*Requirement:*
From the top of the records below down to the line containing "pub struct Run", reproduce every line exactly.
*** Material for the task ***
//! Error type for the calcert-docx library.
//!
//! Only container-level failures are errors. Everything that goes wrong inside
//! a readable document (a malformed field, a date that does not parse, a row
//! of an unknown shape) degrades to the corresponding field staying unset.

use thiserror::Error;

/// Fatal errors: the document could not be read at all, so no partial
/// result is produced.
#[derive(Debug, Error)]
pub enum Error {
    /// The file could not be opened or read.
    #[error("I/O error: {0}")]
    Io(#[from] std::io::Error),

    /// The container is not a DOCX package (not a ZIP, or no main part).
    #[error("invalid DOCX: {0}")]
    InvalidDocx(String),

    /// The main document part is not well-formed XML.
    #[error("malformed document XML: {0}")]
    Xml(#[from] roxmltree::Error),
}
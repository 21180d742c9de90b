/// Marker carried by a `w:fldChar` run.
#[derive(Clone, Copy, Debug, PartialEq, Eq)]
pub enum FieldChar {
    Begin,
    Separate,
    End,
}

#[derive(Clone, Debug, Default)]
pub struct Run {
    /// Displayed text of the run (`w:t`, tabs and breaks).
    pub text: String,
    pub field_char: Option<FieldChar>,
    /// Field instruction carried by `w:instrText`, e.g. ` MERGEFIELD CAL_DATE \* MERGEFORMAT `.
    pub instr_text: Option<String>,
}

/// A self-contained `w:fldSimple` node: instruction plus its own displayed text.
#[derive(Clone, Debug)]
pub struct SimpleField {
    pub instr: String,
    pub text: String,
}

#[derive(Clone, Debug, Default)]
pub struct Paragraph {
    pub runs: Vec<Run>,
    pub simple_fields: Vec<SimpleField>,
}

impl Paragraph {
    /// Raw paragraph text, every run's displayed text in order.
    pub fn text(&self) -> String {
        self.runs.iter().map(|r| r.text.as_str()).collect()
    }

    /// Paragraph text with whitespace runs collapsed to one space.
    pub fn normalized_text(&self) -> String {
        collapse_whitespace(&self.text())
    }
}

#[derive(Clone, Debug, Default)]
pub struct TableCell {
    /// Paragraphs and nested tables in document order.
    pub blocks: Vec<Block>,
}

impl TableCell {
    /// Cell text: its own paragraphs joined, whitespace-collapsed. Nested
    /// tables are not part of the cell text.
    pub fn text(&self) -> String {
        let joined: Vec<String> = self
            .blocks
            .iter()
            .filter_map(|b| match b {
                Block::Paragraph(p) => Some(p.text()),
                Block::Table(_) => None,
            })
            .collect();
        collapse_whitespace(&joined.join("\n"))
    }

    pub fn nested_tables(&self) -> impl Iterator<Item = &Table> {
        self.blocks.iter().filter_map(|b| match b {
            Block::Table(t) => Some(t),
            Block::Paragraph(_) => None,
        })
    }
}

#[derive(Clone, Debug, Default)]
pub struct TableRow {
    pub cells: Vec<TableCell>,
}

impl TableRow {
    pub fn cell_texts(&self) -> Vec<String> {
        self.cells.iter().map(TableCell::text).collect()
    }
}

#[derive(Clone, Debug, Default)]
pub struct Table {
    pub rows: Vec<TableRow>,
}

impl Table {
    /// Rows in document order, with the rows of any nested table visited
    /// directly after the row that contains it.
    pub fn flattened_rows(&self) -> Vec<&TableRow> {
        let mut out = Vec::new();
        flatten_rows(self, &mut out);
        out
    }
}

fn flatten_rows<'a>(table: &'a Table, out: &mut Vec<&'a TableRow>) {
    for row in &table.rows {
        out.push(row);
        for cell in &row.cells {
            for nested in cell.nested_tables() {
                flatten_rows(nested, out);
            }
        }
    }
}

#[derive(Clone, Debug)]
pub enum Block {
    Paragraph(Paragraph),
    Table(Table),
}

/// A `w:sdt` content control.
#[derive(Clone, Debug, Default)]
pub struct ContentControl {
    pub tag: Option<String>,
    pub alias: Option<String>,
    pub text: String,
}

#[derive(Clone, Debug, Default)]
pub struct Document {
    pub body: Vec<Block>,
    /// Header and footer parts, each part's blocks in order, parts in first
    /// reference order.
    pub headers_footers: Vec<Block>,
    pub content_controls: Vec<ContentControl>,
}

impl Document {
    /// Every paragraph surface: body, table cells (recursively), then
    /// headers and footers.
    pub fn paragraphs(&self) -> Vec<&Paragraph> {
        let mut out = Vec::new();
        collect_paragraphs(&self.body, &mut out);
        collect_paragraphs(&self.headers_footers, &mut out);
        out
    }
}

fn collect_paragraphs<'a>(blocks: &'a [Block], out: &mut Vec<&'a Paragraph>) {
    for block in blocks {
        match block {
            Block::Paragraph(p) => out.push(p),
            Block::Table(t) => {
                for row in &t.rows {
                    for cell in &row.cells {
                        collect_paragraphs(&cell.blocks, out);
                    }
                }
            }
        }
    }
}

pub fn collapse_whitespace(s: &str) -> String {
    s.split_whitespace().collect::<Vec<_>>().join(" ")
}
*** End of Material for the task ***
*Solution to this problem:*
//! Error type for the calcert-docx library.
//!
//! Only container-level failures are errors. Everything that goes wrong inside
//! a readable document (a malformed field, a date that does not parse, a row
//! of an unknown shape) degrades to the corresponding field staying unset.

use thiserror::Error;

/// Fatal errors: the document could not be read at all, so no partial
/// result is produced.
#[derive(Debug, Error)]
pub enum Error {
    /// The file could not be opened or read.
    #[error("I/O error: {0}")]
    Io(#[from] std::io::Error),

    /// The container is not a DOCX package (not a ZIP, or no main part).
    #[error("invalid DOCX: {0}")]
    InvalidDocx(String),

    /// The main document part is not well-formed XML.
    #[error("malformed document XML: {0}")]
    Xml(#[from] roxmltree::Error),
}
repository 21180d742c9de90b
/// Marker carried by a `w:fldChar` run.
#[derive(Clone, Copy, Debug, PartialEq, Eq)]
pub enum FieldChar {
    Begin,
    Separate,
    End,
}

#[derive(Clone, Debug, Default)]
pub struct Run {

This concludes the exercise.